= AOL Community Leader Program =

The AOL Community Leader Program or AOL CLP was the official name for the large group of America Online online service volunteers who moderated chat rooms, message boards, and download libraries.

The program's roots dated back to the use of online remote volunteer "guides" by AOL predecessor QuantumLink at its start in 1985. The system which became AOL established the Community Leader Program officially in the early 1990s, and discontinued it in 2005. At the peak of the program, it is estimated that AOL had approximately 14,000 volunteers, including 350 non-adult teenagers.

==Responsibilities==
Community Leaders had a wide variety of responsibilities, ranging from hosting chat rooms, monitoring message boards and file libraries, providing customer service, teaching online classes, and particularly creating and managing forum content. However, toward the end of the program, Community Leader duties were generally restricted to monitoring chat and message boards. In exchange for their services, AOL provided free service to their volunteers. Community Leaders also received special accounts (Price Index 77 or Overhead Accounts) that allowed them to restrict disruptive chat, hide inappropriate message board postings, and access private areas on the AOL service, such as the Community Leader Headquarters (CLHQ).

==Role==
Although at times controversial, the Community Leader program arguably played a substantial role in the rapid growth and success of the America Online service in the mid-1990s. Because they were usually recruited from the more active users of a particular online forum, Community Leaders were often very passionate about the area for which they volunteered their time. This enthusiasm usually resulted in a greater sense of community and a higher level of professionalism in that forum. This in turn gave the AOL service more value over the less organized "frontier" of the Internet, at least in the eyes of users new to the online scene at the time. It also provided oversight with respect to forum content by knowledgeable individuals.

==Department of Labor investigation==
In May 1999, Kelly Hallisey and Brian Williams, two former Community Leaders, filed a class action lawsuit against AOL, claiming that AOL volunteers performed work equivalent to employees and thus should be compensated according to the Fair Labor Standards Act. The plaintiffs argued that the Community Leader position required a significant amount of effort and detail to qualify the position as having an "employee relationship" with AOL. The plaintiffs specifically demonstrated how Community Leaders had to undergo a thorough, 3-month training program and were required to file timecards for shifts, work at least four hours per week, and submit detailed reports outlining their work activity during each shift. When AOL first started the program it charged for access to its services by the hour, thus Community Leaders, i.e. those who were heavy Internet users saved hundreds of dollars each month.

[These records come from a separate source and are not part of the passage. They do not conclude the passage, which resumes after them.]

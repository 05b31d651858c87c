//! Recipe Lists Frontend App
//!
//! Current-list menu and badge on top, recipe rows below, notices floating.

use leptos::prelude::*;
use reactive_stores::Store;
use recipe_actions::PageData;

use crate::components::{CurrentListBadge, CurrentListMenu, NoticeBar, RecipeRow};
use crate::context::{AppContext, Services};
use crate::store::{store_push_error, AppState, AppStateStoreFields};

#[component]
pub fn App(services: Services, page: PageData) -> impl IntoView {
    // Seed the current list before first render so the badge never flashes empty
    let initial = services.tracker.initialize(page.first_list_title());
    let notice_ms = services.config.notice_ms;

    let store = Store::new(AppState::from_page(page, None));
    match initial {
        Ok(current) => {
            log::info!("[APP] Current list: {:?}", current);
            *store.current_list().write() = current;
        }
        Err(e) => {
            log::warn!("[APP] Could not initialize current list: {}", e);
            store_push_error(&store, &e, notice_ms);
        }
    }

    provide_context(store);
    provide_context(AppContext::new(services));

    view! {
        <div class="recipe-app">
            <nav class="list-nav">
                <span class="list-nav-label">"Adding to: "</span>
                <CurrentListBadge />
                <CurrentListMenu />
            </nav>

            <ul class="recipe-list list-group">
                <For
                    each=move || store.recipes().get()
                    key=|recipe| recipe.id.clone()
                    children=move |recipe| view! { <RecipeRow recipe=recipe /> }
                />
            </ul>

            <NoticeBar />
        </div>
    }
}
//! Client Configuration
//!
//! Settings the page may override; everything has a working default.

use serde::{Deserialize, Serialize};

/// Storage key shared with any other script on the origin
pub const DEFAULT_STORAGE_KEY: &str = "currentList";

/// How long a notice stays visible
pub const DEFAULT_NOTICE_MS: u32 = 4000;

/// When the favorite indicator flips relative to the server call
#[derive(Debug, Clone, Copy, Default, PartialEq, Eq, Serialize, Deserialize)]
#[serde(rename_all = "lowercase")]
pub enum UpdatePolicy {
    /// Flip immediately, roll back if the request fails
    #[default]
    Optimistic,
    /// Flip only once the server has answered with success
    Confirmed,
}

#[derive(Debug, Clone, PartialEq, Serialize, Deserialize)]
#[serde(rename_all = "camelCase", default)]
pub struct ClientConfig {
    /// Absolute base URL for the API. `None` means the page origin.
    pub api_base: Option<String>,
    pub storage_key: String,
    pub update_policy: UpdatePolicy,
    pub notice_ms: u32,
}

impl Default for ClientConfig {
    fn default() -> Self {
        Self {
            api_base: None,
            storage_key: DEFAULT_STORAGE_KEY.to_string(),
            update_policy: UpdatePolicy::default(),
            notice_ms: DEFAULT_NOTICE_MS,
        }
    }
}

impl ClientConfig {
    /// Base URL to use, falling back to the given page origin
    pub fn resolve_api_base(&self, origin: &str) -> String {
        match &self.api_base {
            Some(base) if !base.trim().is_empty() => base.trim().to_string(),
            _ => origin.to_string(),
        }
    }
}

This fact actually hurt AOL when the lawsuit began, however, as the reception of benefits (along with whether the work is full-time and displaces regular employees) is a factor that helps the Department of Labor determine if a volunteer should actually be paid. The U.S. Department of Labor investigated the report, but came to no conclusions, officially closing the investigation in 2001. In response to the investigation, AOL began drastically reducing volunteer responsibilities. By 2000, nearly all Community Leaders had lost content-editing rights and no longer provided customer service or technical support to AOL customers. Additionally, in many AOL forums, Community Leader supervisors became more lax about paperwork and shift hours.

In February 2008, the court in which the lawsuit was filed denied AOL's Motion to Dismiss and certified the case for class-action status. The court has ordered AOL to provide the names and contact information for all former Community Leaders to notify them and give them the opportunity to join the class-action lawsuit.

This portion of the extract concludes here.